Exercise description: Lines that include "clone" make up the answer; copy all of them from the data below.

▼

// SPDX-License-Identifier: BUSL-1.1
// Copyright (c) 2026 Alfred Jean LLC

//! The human review workflow: a `held` file is either approved (copied to
//! its destination) or rejected (deleted everywhere). Both outcomes write
//! an audit log entry.

use std::path::Path;

use chrono::Utc;
use sqlx::SqlitePool;
use thiserror::Error;
use vault_core::audit::AuditLogEntry;
use vault_core::ids::{AuditLogEntryId, QuarantineFileId};
use vault_core::quarantine::{IllegalFileTransition, QuarantineFileStatus};
use vault_storage::repo::{audit_log, quarantine as repo};

#[derive(Debug, Error)]
pub enum ReviewError {
    #[error("quarantine file not found")]
    NotFound,
    #[error("file is not in held status: {0}")]
    NotHeld(#[from] IllegalFileTransition),
    #[error("storage error: {0}")]
    Storage(#[from] vault_storage::StorageError),
    #[error("i/o error moving reviewed file: {0}")]
    Io(#[from] std::io::Error),
}

impl From<ReviewError> for vault_core::error::CoreError {
    fn from(err: ReviewError) -> Self {
        use vault_core::error::CoreError;
        match err {
            ReviewError::NotFound => CoreError::not_found(err.to_string()),
            ReviewError::NotHeld(_) => CoreError::conflict(err.to_string()),
            ReviewError::Storage(_) | ReviewError::Io(_) => CoreError::internal(err.to_string()),
        }
    }
}

/// Approves a held file: transitions it to `approved`, copies it from its
/// sanitized path (falling back to the quarantine path) to `destination`,
/// and appends an audit log entry.
pub async fn approve(
    pool: &SqlitePool,
    audit_id: AuditLogEntryId,
    file_id: &QuarantineFileId,
    destination: &Path,
    reason: impl Into<String>,
    reviewer: impl Into<String>,
) -> Result<(), ReviewError> {
    let Some(mut file) = repo::get_file(pool, file_id).await? else {
        return Err(ReviewError::NotFound);
    };
    let now = Utc::now();
    let reviewer = reviewer.into();
    file.review(true, reason, reviewer.clone(), now)?;
    file.paths.destination = Some(destination.display().to_string());

    let source = file
        .paths
        .sanitized
        .clone()
        .unwrap_or_else(|| file.paths.quarantine.clone());
    if let Some(parent) = destination.parent() {
        tokio::fs::create_dir_all(parent).await?;
    }
    tokio::fs::copy(&source, destination).await?;

    repo::update_file(pool, &file).await?;

    let entry = AuditLogEntry::new(audit_id, "quarantine.file.approved", now)
        .with_details(serde_json::json!({
            "file_id": file.id.as_str(),
            "job_id": file.job_id.as_str(),
            "reviewed_by": reviewer,
        }));
    audit_log::append(pool, &entry).await?;
    Ok(())
}

/// Rejects a held file: transitions it to `rejected`, deletes every
/// on-disk copy, and appends an audit log entry.
pub async fn reject(
    pool: &SqlitePool,
    audit_id: AuditLogEntryId,
    file_id: &QuarantineFileId,
    reason: impl Into<String>,
    reviewer: impl Into<String>,
) -> Result<(), ReviewError> {
    let Some(mut file) = repo::get_file(pool, file_id).await? else {
        return Err(ReviewError::NotFound);
    };
    let now = Utc::now();
    let reviewer = reviewer.into();
    file.review(false, reason, reviewer.clone(), now)?;

    for path in [
        Some(file.paths.quarantine.clone()),
        file.paths.sanitized.clone(),
        file.paths.destination.clone(),
    ]
    .into_iter()
    .flatten()
    {
        let _ = tokio::fs::remove_file(&path).await;
    }

    repo::update_file(pool, &file).await?;

    let entry = AuditLogEntry::new(audit_id, "quarantine.file.rejected", now).with_details(serde_json::json!({
        "file_id": file.id.as_str(),
        "job_id": file.job_id.as_str(),
        "reviewed_by": reviewer,
    }));
    audit_log::append(pool, &entry).await?;
    Ok(())
}

/// True only for files currently awaiting review; callers use this to
/// short-circuit before attempting a transition that would otherwise
/// surface as an `IllegalFileTransition`.
pub fn is_reviewable(status: QuarantineFileStatus) -> bool {
    status == QuarantineFileStatus::Held
}

#[cfg(test)]
#[path = "review_tests.rs"]
mod tests;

▲

Task answer:
    file.review(true, reason, reviewer.clone(), now)?;
        .clone()
        .unwrap_or_else(|| file.paths.quarantine.clone());
    file.review(false, reason, reviewer.clone(), now)?;
        Some(file.paths.quarantine.clone()),
        file.paths.sanitized.clone(),
        file.paths.destination.clone(),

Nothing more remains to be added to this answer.